#!/usr/bin/perl -w
#
# ローカルに保存したHTMLファイルから頻出単語を調べる
#
# Jcode.pm, 茶筅(ChaSen)が必要
#
# 使用法: $0 [-r] [-l] [-d] [-n #] [-l [-u #]] [-j 文字コード] [-s 検索エンジン] ファイルまたはディレクトリ...
#
# オプション:
#		-r: HTMLの代わりに単語統計ファイルを読み込む
#		-d: 単語を含む文書の数で計算する
#		-n: Nグラム
#		-l: 単語統計ファイルを出力する
#		-u: 表示する頻度の下限
#		-j: 文字コードの指定
#		-s: 検索エンジンの指定(が文字列に置換される)
#
# 文字コード指定
#		utf8, sjis, euc, jis
#
# 2004-07-29	0.1-beta9	検索エンジンの指定
# 2004-07-23	0.1-beta8	文書の点数に、文書のサイズを加味する
# 2004-07-23	0.1-beta7	文書の点数に、文書のサイズを加味する
# 2004-07-18	0.1-beta6	文字コード変換の修正
# 2004-07-18	0.1-beta5	自分の興味に近い文書を表示する機能
# 2004-07-11	0.1-beta4	バイグラム
# 2004-07-11	0.1-beta3	単語を含む文書の数で計算する
# 2004-07-11	0.1-beta2	再帰オプションなど
# 2004-07-10	0.1-beta1
#
# Copyright (c) 2004 Satoshi Fukutomi .
# All rights reserved.
#
# Redistribution and use in source and binary forms, with or without
# modification, are permitted provided that the following conditions
# are met:
# 1. Redistributions of source code must retain the above copyright
#    notice, this list of conditions and the following disclaimer.

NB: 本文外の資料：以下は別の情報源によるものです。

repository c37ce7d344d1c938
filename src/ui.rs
//! Minimal HTML shell and table rendering. Records arrive schema-complete
//! from the data layer, so nothing here guards against missing fields.

use crate::core::record::{MarketRecord, RecordSource};

/// HTML-escape a string before interpolating it into markup. Everything
/// that originates outside the binary (form fields, account emails,
/// provider display names) goes through here.
pub fn escape(raw: &str) -> String {
    let mut out = String::with_capacity(raw.len());
    for c in raw.chars() {
        match c {
            '&' => out.push_str("&amp;"),
            '<' => out.push_str("&lt;"),
            '>' => out.push_str("&gt;"),
            '"' => out.push_str("&quot;"),
            '\'' => out.push_str("&#39;"),
            c => out.push(c),
        }
    }
    out
}

pub fn page(title: &str, body: &str) -> String {
    format!(
        r#"<!DOCTYPE html>
<html lang="no">
<head>
<meta charset="utf-8">
<meta name="viewport" content="width=device-width, initial-scale=1">
<link rel="manifest" href="/manifest.json">
<title>{title} – Aksjeradar</title>
<style>
body {{ font-family: system-ui, sans-serif; margin: 2rem auto; max-width: 60rem; color: #1a2330; }}
table {{ border-collapse: collapse; width: 100%; margin: 1rem 0; }}
th, td {{ text-align: left; padding: 0.4rem 0.8rem; border-bottom: 1px solid #d8dee8; }}
.up {{ color: #0a7d33; }} .down {{ color: #b3261e; }}
.badge {{ font-size: 0.75rem; color: #6b7280; }}
nav a {{ margin-right: 1rem; }}
</style>
</head>
<body>
<nav>
<a href="/">Hjem</a><a href="/stocks">Aksjer</a><a href="/analysis">Analyse</a><a href="/portfolio">Portefølje</a><a href="/pricing">Abonnement</a><a href="/login">Logg inn</a>
</nav>
<h1>{title}</h1>
{body}
</body>
</html>"#
    )
}

pub fn quote_table(records: &[MarketRecord]) -> String {
    let mut rows = String::new();
    for record in records {
        let direction = if record.change_percent < 0.0 { "down" } else { "up" };
        let badge = match record.source {
            RecordSource::Live => "",
            RecordSource::Fallback => r#" <span class="badge">forsinket</span>"#,
        };
        rows.push_str(&format!(
            "<tr><td>{}{}</td><td>{}</td><td>{:.2} {}</td>\
             <td class=\"{}\">{:+.2} ({:+.2}%)</td><td>{:.0}</td></tr>\n",
            escape(&record.ticker),
            badge,
            escape(&record.name),
            record.price,
            escape(&record.currency),
            direction,
            record.change,
            record.change_percent,
            record.volume,
        ));
    }
    format!(
        "<table><thead><tr><th>Ticker</th><th>Navn</th><th>Kurs</th>\
         <th>Endring</th><th>Volum</th></tr></thead><tbody>\n{rows}</tbody></table>"
    )
}
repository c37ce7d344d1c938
//! Server-side sessions: opaque uuid tokens stored in SQLite with an
//! absolute expiry.

use chrono::{DateTime, Duration, Utc};
use rusqlite::{OptionalExtension, params};
use tracing::debug;
use uuid::Uuid;

use crate::core::tier::SubscriptionTier;
use crate::db::pool::DbPool;
use crate::db::users::User;
use crate::error::AppError;

#[derive(Clone)]
pub struct SessionStore {
    pool: DbPool,
    ttl: Duration,
}

impl SessionStore {
    pub fn new(pool: DbPool, ttl: Duration) -> Self {
        Self { pool, ttl }
    }

    pub fn create(&self, user_id: i64) -> Result<String, AppError> {
        let token = Uuid::new_v4().simple().to_string();
        let expires_at = Utc::now() + self.ttl;
        let conn = self.pool.get()?;
        conn.execute(
            "INSERT INTO sessions (token, user_id, expires_at) VALUES (?1, ?2, ?3)",
            params![token, user_id, expires_at.to_rfc3339()],
        )?;
        // Opportunistic cleanup of expired rows.
        conn.execute(
            "DELETE FROM sessions WHERE expires_at < ?1",
            params![Utc::now().to_rfc3339()],
        )?;
        debug!(user_id, "Created session");
        Ok(token)
    }

    /// Resolve a token to its user. Expired sessions and deactivated
    /// users resolve to `None`.
    pub fn resolve(&self, token: &str) -> Result<Option<User>, AppError> {
        let conn = self.pool.get()?;
        let row = conn
            .query_row(
                "SELECT u.id, u.email, u.tier, u.active, u.created_at, s.expires_at
                 FROM sessions s JOIN users u ON u.id = s.user_id
                 WHERE s.token = ?1",
                params![token],
                |row| {
                    let tier: String = row.get("tier")?;
                    let created_at: String = row.get("created_at")?;
                    let expires_at: String = row.get("expires_at")?;
                    Ok((
                        User {
                            id: row.get("id")?,
                            email: row.get("email")?,
                            tier: tier.parse().unwrap_or(SubscriptionTier::Free),
                            active: row.get::<_, i64>("active")? != 0,
                            created_at: created_at
                                .parse::<DateTime<Utc>>()
                                .unwrap_or_else(|_| Utc::now()),
                        },
                        expires_at,
                    ))
                },
            )
            .optional()?;

        let Some((user, expires_at)) = row else {
            return Ok(None);
        };
        let expired = expires_at
            .parse::<DateTime<Utc>>()
            .map(|t| t < Utc::now())
            .unwrap_or(true);
        if expired || !user.active {
            return Ok(None);
        }
        Ok(Some(user))
    }

    pub fn delete(&self, token: &str) -> Result<(), AppError> {
        let conn = self.pool.get()?;
        conn.execute("DELETE FROM sessions WHERE token = ?1", params![token])?;
        Ok(())
    }
}

#[cfg(test)]
mod tests {
    use super::*;
    use crate::db::pool::open_pool;
    use crate::db::users::UserStore;

    fn stores(ttl: Duration) -> (UserStore, SessionStore, tempfile::TempDir) {
        let dir = tempfile::tempdir().unwrap();
        let pool = open_pool(&dir.path().join("test.db"), 2).unwrap();
        (
            UserStore::new(pool.clone()),
            SessionStore::new(pool, ttl),
            dir,
        )
    }

    #[test]
    fn test_session_round_trip() {
        let (users, sessions, _dir) = stores(Duration::hours(1));
        let user = users.create("kari@example.no", "password123").unwrap();

        let token = sessions.create(user.id).unwrap();
        let resolved = sessions.resolve(&token).unwrap().unwrap();
        assert_eq!(resolved.id, user.id);
        assert_eq!(resolved.email, "kari@example.no");

        sessions.delete(&token).unwrap();
        assert!(sessions.resolve(&token).unwrap().is_none());
    }

    #[test]
    fn test_unknown_token_resolves_to_none() {
        let (_users, sessions, _dir) = stores(Duration::hours(1));
        assert!(sessions.resolve("no-such-token").unwrap().is_none());
    }

    #[test]
    fn test_expired_session_resolves_to_none() {
        let (users, sessions, _dir) = stores(Duration::seconds(-1));
        let user = users.create("kari@example.no", "password123").unwrap();
        let token = sessions.create(user.id).unwrap();
        assert!(sessions.resolve(&token).unwrap().is_none());
    }

    #[test]
    fn test_deactivated_user_session_resolves_to_none() {
        let (users, sessions, _dir) = stores(Duration::hours(1));
        let user = users.create("kari@example.no", "password123").unwrap();
        let token = sessions.create(user.id).unwrap();
        users.deactivate(user.id).unwrap();
        assert!(sessions.resolve(&token).unwrap().is_none());
    }
}
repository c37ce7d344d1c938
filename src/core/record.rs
//! Normalized market data types and the provider abstraction

use anyhow::Result;
use async_trait::async_trait;
use chrono::{DateTime, Utc};
use serde::{Deserialize, Serialize};
use std::fmt::Display;
use std::str::FromStr;

/// Where a record came from. Fallback records are placeholders substituted
/// when the live provider fails or the daily call budget is exhausted.
#[derive(Debug, Clone, Copy, PartialEq, Eq, Hash, Serialize, Deserialize)]
#[serde(rename_all = "lowercase")]
pub enum RecordSource {
    Live,
    Fallback,
}

/// Normalized snapshot for one instrument. Constructed only at the
/// provider/fallback boundary, so every field a page reads is always
/// present and type-correct; numeric fields default to `0.0` when the
/// provider omits them.
#[derive(Debug, Clone, PartialEq, Serialize, Deserialize)]
pub struct MarketRecord {
    pub ticker: String,
    pub name: String,
    pub price: f64,
    pub change: f64,
    pub change_percent: f64,
    pub volume: f64,
    pub currency: String,
    pub timestamp: DateTime<Utc>,
    pub source: RecordSource,
}

/// Data kinds served by the data layer. Every kind resolves to quote
/// snapshots; they differ in how the instrument set is chosen and, for
/// `Indicator`, in the reference the momentum fields are computed against.
#[derive(Debug, Clone, Copy, PartialEq, Eq, Hash, Serialize, Deserialize)]
#[serde(rename_all = "lowercase")]
pub enum DataKind {
    /// Single-instrument snapshot against previous close.
    Quote,
    /// Single-instrument momentum snapshot against the 50-day average.
    Indicator,
    /// Snapshots for the "in the news" watchlist.
    News,
    /// Snapshots for the constituents of a named sector.
    Sector,
}

impl Display for DataKind {
    fn fmt(&self, f: &mut std::fmt::Formatter<'_>) -> std::fmt::Result {
        write!(
            f,
            "{}",
            match self {
                DataKind::Quote => "quote",
                DataKind::Indicator => "indicator",
                DataKind::News => "news",
                DataKind::Sector => "sector",
            }
        )
    }
}

impl FromStr for DataKind {
    type Err = anyhow::Error;

    fn from_str(s: &str) -> Result<Self, Self::Err> {
        match s.to_lowercase().as_str() {
            "quote" => Ok(DataKind::Quote),
            "indicator" => Ok(DataKind::Indicator),
            "news" => Ok(DataKind::News),
            "sector" => Ok(DataKind::Sector),
            _ => Err(anyhow::anyhow!("Invalid data kind: {}", s)),
        }
    }
}

#[async_trait]
pub trait MarketDataProvider: Send + Sync {
    /// Fetch normalized records for one (kind, identifier) pair in a
    /// single attempt. Callers own retry and fallback policy.
    async fn fetch(&self, kind: DataKind, identifier: &str) -> Result<Vec<MarketRecord>>;
}
//! Subscription tiers and the route capabilities they unlock

use anyhow::Result;
use serde::{Deserialize, Serialize};
use std::fmt::Display;
use std::str::FromStr;

/// Ordered subscription levels. Derived `Ord` follows declaration order,
/// so `Free < Basic < Pro < Admin` holds by construction.
#[derive(Debug, Clone, Copy, PartialEq, Eq, Hash, Ord, PartialOrd, Serialize, Deserialize)]
#[serde(rename_all = "lowercase")]
pub enum SubscriptionTier {
    Free,
    Basic,
    Pro,
    Admin,
}

impl SubscriptionTier {
    /// Single comparison used for every access check in the application.
    pub fn allows(self, required: SubscriptionTier) -> bool {
        self >= required
    }
}

impl Display for SubscriptionTier {
    fn fmt(&self, f: &mut std::fmt::Formatter<'_>) -> std::fmt::Result {
        write!(
            f,
            "{}",
            match self {
                SubscriptionTier::Free => "free",
                SubscriptionTier::Basic => "basic",
                SubscriptionTier::Pro => "pro",
                SubscriptionTier::Admin => "admin",
            }
        )
    }
}

impl FromStr for SubscriptionTier {
    type Err = anyhow::Error;

    fn from_str(s: &str) -> Result<Self, Self::Err> {
        match s.to_lowercase().as_str() {
            "free" => Ok(SubscriptionTier::Free),
            "basic" => Ok(SubscriptionTier::Basic),
            "pro" => Ok(SubscriptionTier::Pro),
            "admin" => Ok(SubscriptionTier::Admin),
            _ => Err(anyhow::anyhow!("Invalid subscription tier: {}", s)),
        }
    }
}

/// Route capability tags. Each tag maps to the minimum tier that may use
/// it; route groups are gated on a capability, never on ad-hoc strings.
#[derive(Debug, Clone, Copy, PartialEq, Eq, Hash)]
pub enum Capability {
    Portfolio,
    Analysis,
    Stocks,
    Backtesting,
    AdminPanel,
}

impl Capability {
    pub fn required_tier(self) -> SubscriptionTier {
        match self {
            Capability::Portfolio | Capability::Analysis | Capability::Stocks => {
                SubscriptionTier::Basic
            }
            Capability::Backtesting => SubscriptionTier::Pro,
            Capability::AdminPanel => SubscriptionTier::Admin,
        }
    }
}
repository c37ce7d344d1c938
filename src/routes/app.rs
//! Subscriber pages. All routes here sit behind the tier gate, so a
//! resolved user is always present in request extensions.

use axum::extract::State;
use axum::response::Html;
use axum::{Extension, Json};
use futures::future::join_all;
use serde_json::{Value, json};
use std::sync::Arc;

use crate::access::CurrentUser;
use crate::catalog;
use crate::core::record::{DataKind, MarketRecord};
use crate::state::AppState;
use crate::ui;

/// Starter watchlist shown until user-managed portfolios land.
const PORTFOLIO_TICKERS: &[&str] = &["EQNR.OL", "DNB.OL", "MOWI.OL", "BTC-USD"];

async fn quotes_for(state: &AppState, tickers: &[&str]) -> Vec<MarketRecord> {
    join_all(tickers.iter().map(|ticker| state.data.quote(ticker))).await
}

pub async fn portfolio(
    State(state): State<Arc<AppState>>,
    Extension(CurrentUser(user)): Extension<CurrentUser>,
) -> Html<String> {
    let records = quotes_for(&state, PORTFOLIO_TICKERS).await;
    let greeting = user
        .map(|u| format!("<p>Innlogget som {} ({}).</p>", ui::escape(&u.email), u.tier))
        .unwrap_or_default();
    let body = format!("{greeting}{}", ui::quote_table(&records));
    Html(ui::page("Portefølje", &body))
}

pub async fn analysis(State(state): State<Arc<AppState>>) -> Html<String> {
    let records: Vec<MarketRecord> = join_all(
        catalog::NEWS_WATCHLIST
            .iter()
            .map(|ticker| state.data.fetch(DataKind::Indicator, ticker)),
    )
    .await
    .into_iter()
    .flatten()
    .collect();

    let body = format!(
        "<p>Momentum mot 50-dagers snitt.</p>{}",
        ui::quote_table(&records)
    );
    Html(ui::page("Analyse", &body))
}

pub async fn stocks(State(state): State<Arc<AppState>>) -> Html<String> {
    let mut body = String::new();
    for sector in catalog::sector_names() {
        let records = state.data.fetch(DataKind::Sector, sector).await;
        body.push_str(&format!("<h2>{sector}</h2>{}", ui::quote_table(&records)));
    }
    Html(ui::page("Aksjer", &body))
}

pub async fn premium_dashboard(State(state): State<Arc<AppState>>) -> Html<String> {
    let quotes = state.data.fetch(DataKind::News, "oslo").await;
    let indicators: Vec<MarketRecord> = join_all(
        catalog::NEWS_WATCHLIST
            .iter()
            .map(|ticker| state.data.fetch(DataKind::Indicator, ticker)),
    )
    .await
    .into_iter()
    .flatten()
    .collect();

    let body = format!(
        "<h2>Kurser</h2>{}<h2>Momentum</h2>{}",
        ui::quote_table(&quotes),
        ui::quote_table(&indicators)
    );
    Html(ui::page("Premium-dashbord", &body))
}

/// Toy momentum screen over the watchlist: rank by distance from the
/// 50-day average and report the spread.
pub async fn api_backtesting(State(state): State<Arc<AppState>>) -> Json<Value> {
    let mut records: Vec<MarketRecord> = join_all(
        catalog::NEWS_WATCHLIST
            .iter()
            .map(|ticker| state.data.fetch(DataKind::Indicator, ticker)),
    )
    .await
    .into_iter()
    .flatten()
    .collect();

    records.sort_by(|a, b| {
        b.change_percent
            .partial_cmp(&a.change_percent)
            .unwrap_or(std::cmp::Ordering::Equal)
    });

    let best = records.first();
    let worst = records.last();
    Json(json!({
        "strategy": "momentum-50d",
        "universe": catalog::NEWS_WATCHLIST,
        "best": best,
        "worst": worst,
        "spread_percent": match (best, worst) {
            (Some(b), Some(w)) => b.change_percent - w.change_percent,
            _ => 0.0,
        },
        "records": records,
    }))
}
//! Progressive web app assets served from static strings.

use axum::Json;
use axum::http::header;
use axum::response::IntoResponse;
use serde_json::{Value, json};

pub async fn manifest() -> Json<Value> {
    Json(json!({
        "name": "Aksjeradar",
        "short_name": "Aksjeradar",
        "start_url": "/",
        "display": "standalone",
        "background_color": "#ffffff",
        "theme_color": "#1a2330",
        "icons": [],
    }))
}

const SERVICE_WORKER: &str = r#"// Network-first; no offline caching of market data.
self.addEventListener('install', () => self.skipWaiting());
self.addEventListener('activate', (event) => event.waitUntil(clients.claim()));
self.addEventListener('fetch', (event) => event.respondWith(fetch(event.request)));
"#;

pub async fn service_worker() -> impl IntoResponse {
    (
        [(header::CONTENT_TYPE, "application/javascript")],
        SERVICE_WORKER,
    )
}
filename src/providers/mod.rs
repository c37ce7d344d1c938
pub mod yahoo_finance;

pub use yahoo_finance::YahooFinanceProvider;
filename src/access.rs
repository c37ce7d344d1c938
//! AccessGate: per-request authorization.
//!
//! Two middleware layers cooperate. `resolve_session` runs on every
//! request, turns the session cookie into an `Option<User>` (any lookup
//! failure counts as anonymous) and stashes it in request extensions.
//! `gate` runs on protected route groups and maps the pure
//! [`evaluate`] decision onto a redirect (HTML routes) or a status code
//! (JSON routes under `/api/`).

use axum::extract::{Request, State};
use axum::http::{HeaderMap, StatusCode, header};
use axum::middleware::Next;
use axum::response::{IntoResponse, Response};
use serde_json::json;
use std::sync::Arc;
use tracing::{debug, warn};

use crate::core::tier::SubscriptionTier;
use crate::db::users::User;
use crate::error::found;
use crate::state::AppState;

/// Outcome of an access check for one request.
#[derive(Debug, Clone, Copy, PartialEq, Eq)]
pub enum AccessDecision {
    Allow,
    RedirectToLogin,
    RedirectToUpgrade,
}

/// The decision rule. Pure: no side effects, no user mutation.
pub fn evaluate(user: Option<&User>, required: SubscriptionTier) -> AccessDecision {
    match user {
        None => AccessDecision::RedirectToLogin,
        Some(user) if user.tier.allows(required) => AccessDecision::Allow,
        Some(_) => AccessDecision::RedirectToUpgrade,
    }
}

/// Session user attached to every request by `resolve_session`.
#[derive(Clone)]
pub struct CurrentUser(pub Option<User>);

/// Extract the session token from a request's cookie header.
pub(crate) fn session_token(headers: &HeaderMap) -> Option<String> {
    let cookies = headers.get(header::COOKIE)?.to_str().ok()?;
    cookies.split(';').find_map(|part| {
        let (name, value) = part.trim().split_once('=')?;
        (name == SESSION_COOKIE).then(|| value.to_string())
    })
}

pub const SESSION_COOKIE: &str = "session";

/// Resolve the session cookie to a user. Fails closed: a missing cookie,
/// an unknown or expired token, or a store error all yield an anonymous
/// request.
pub async fn resolve_session(
    State(state): State<Arc<AppState>>,
    mut request: Request,
    next: Next,
) -> Response {
    let user = match session_token(request.headers()) {
        Some(token) => match state.sessions.resolve(&token) {
            Ok(user) => user,
            Err(e) => {
                warn!(error = %e, "Session lookup failed, treating as anonymous");
                None
            }
        },
        None => None,
    };

    request.extensions_mut().insert(CurrentUser(user));
    next.run(request).await
}

/// Tier gate for a route group. Assumes `resolve_session` already ran.
pub async fn gate(required: SubscriptionTier, request: Request, next: Next) -> Response {
    let user = request
        .extensions()
        .get::<CurrentUser>()
        .and_then(|current| current.0.as_ref());

    match evaluate(user, required) {
        AccessDecision::Allow => next.run(request).await,
        decision => {
            let path = request.uri().path().to_string();
            debug!(path, ?decision, "Access denied");
            deny(&path, decision)
        }
    }
}

/// Render a denial. JSON API routes get status codes; HTML routes get a
/// 302 to the login or upgrade page.
fn deny(path: &str, decision: AccessDecision) -> Response {
    let api = path.starts_with("/api/");
    match decision {
        AccessDecision::RedirectToLogin if api => (
            StatusCode::UNAUTHORIZED,
            axum::Json(json!({ "error": "authentication_required" })),
        )
            .into_response(),
        AccessDecision::RedirectToLogin => found(&format!("/login?next={path}")),
        AccessDecision::RedirectToUpgrade if api => (
            StatusCode::FORBIDDEN,
            axum::Json(json!({ "error": "insufficient_tier" })),
        )
            .into_response(),
        AccessDecision::RedirectToUpgrade => found("/pricing"),
        AccessDecision::Allow => unreachable!("deny called with Allow"),
    }
}
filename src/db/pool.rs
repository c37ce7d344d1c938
use anyhow::{Context, Result};
use r2d2::Pool;
use r2d2_sqlite::SqliteConnectionManager;
use std::path::Path;

pub type DbPool = Pool<SqliteConnectionManager>;

/// Open (and create if missing) the SQLite database holding users and
/// sessions, and apply the schema.
pub fn open_pool(path: &Path, max_size: u32) -> Result<DbPool> {
    if let Some(parent) = path.parent() {
        std::fs::create_dir_all(parent)
            .with_context(|| format!("Failed to create directory: {}", parent.display()))?;
    }

    let manager = SqliteConnectionManager::file(path);
    let pool = Pool::builder()
        .max_size(max_size)
        .build(manager)
        .with_context(|| format!("Failed to create DB pool for {}", path.display()))?;

    init_schema(&pool)?;
    Ok(pool)
}

fn init_schema(pool: &DbPool) -> Result<()> {
    let conn = pool.get()?;
    conn.execute_batch(
        r#"
        CREATE TABLE IF NOT EXISTS users (
            id          INTEGER PRIMARY KEY AUTOINCREMENT,
            email       TEXT NOT NULL UNIQUE,
            password    TEXT NOT NULL,
            tier        TEXT NOT NULL DEFAULT 'free',
            active      INTEGER NOT NULL DEFAULT 1,
            created_at  TEXT NOT NULL
        );
        CREATE TABLE IF NOT EXISTS sessions (
            token       TEXT PRIMARY KEY,
            user_id     INTEGER NOT NULL REFERENCES users(id),
            expires_at  TEXT NOT NULL
        );
        CREATE INDEX IF NOT EXISTS idx_sessions_user ON sessions(user_id);
        "#,
    )
    .context("Failed to initialize database schema")?;
    Ok(())
}
pub mod api;
pub mod app;
pub mod auth;
pub mod pages;
pub mod pwa;

use axum::http::StatusCode;
use axum::response::{Html, IntoResponse};
use axum::routing::get;
use axum::{Router, middleware};
use std::sync::Arc;

use crate::access;
use crate::core::tier::Capability;
use crate::state::AppState;
use crate::ui;

/// Assemble the full application router. Session resolution runs on
/// every request; tier gates wrap the app and premium route groups.
pub fn router(state: Arc<AppState>) -> Router {
    let public = Router::new()
        .route("/", get(pages::index))
        .route("/demo", get(pages::demo))
        .route("/pricing", get(pages::pricing))
        .route("/login", get(auth::login_form).post(auth::login_submit))
        .route(
            "/register",
            get(auth::register_form).post(auth::register_submit),
        )
        .route("/logout", get(auth::logout))
        .route("/api/health", get(api::health))
        .route("/api/version", get(api::version))
        .route("/api/search", get(api::search))
        .route("/manifest.json", get(pwa::manifest))
        .route("/service-worker.js", get(pwa::service_worker));

    let app_pages = Router::new()
        .route("/portfolio", get(app::portfolio))
        .route("/analysis", get(app::analysis))
        .route("/stocks", get(app::stocks))
        .layer(middleware::from_fn(|request, next| {
            access::gate(Capability::Portfolio.required_tier(), request, next)
        }));

    let premium = Router::new()
        .route("/premium/dashboard", get(app::premium_dashboard))
        .route("/api/premium/backtesting", get(app::api_backtesting))
        .layer(middleware::from_fn(|request, next| {
            access::gate(Capability::Backtesting.required_tier(), request, next)
        }));

    let admin = Router::new()
        .route("/api/admin/stats", get(api::admin_stats))
        .layer(middleware::from_fn(|request, next| {
            access::gate(Capability::AdminPanel.required_tier(), request, next)
        }));

    Router::new()
        .merge(public)
        .merge(app_pages)
        .merge(premium)
        .merge(admin)
        .fallback(not_found)
        .layer(middleware::from_fn_with_state(
            state.clone(),
            access::resolve_session,
        ))
        .with_state(state)
}

async fn not_found() -> impl IntoResponse {
    (
        StatusCode::NOT_FOUND,
        Html(ui::page("Ikke funnet", "<p>Siden finnes ikke.</p>")),
    )
}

# 2. Redistributions in binary form must reproduce the above copyright
#    notice, this list of conditions and the following disclaimer in the
#    documentation and/or other materials provided with the distribution.
#
# THIS SOFTWARE IS PROVIDED BY THE AUTHORS AND CONTRIBUTORS ``AS IS'' AND
# ANY EXPRESS OR IMPLIED WARRANTIES, INCLUDING, BUT NOT LIMITED TO, THE
# IMPLIED WARRANTIES OF MERCHANTABILITY AND FITNESS FOR A PARTICULAR PURPOSE
# ARE DISCLAIMED.  IN NO EVENT SHALL THE AUTHORS OR CONTRIBUTORS BE LIABLE
# FOR ANY DIRECT, INDIRECT, INCIDENTAL, SPECIAL, EXEMPLARY, OR CONSEQUENTIAL
# DAMAGES (INCLUDING, BUT NOT LIMITED TO, PROCUREMENT OF SUBSTITUTE GOODS
# OR SERVICES; LOSS OF USE, DATA, OR PROFITS; OR BUSINESS INTERRUPTION)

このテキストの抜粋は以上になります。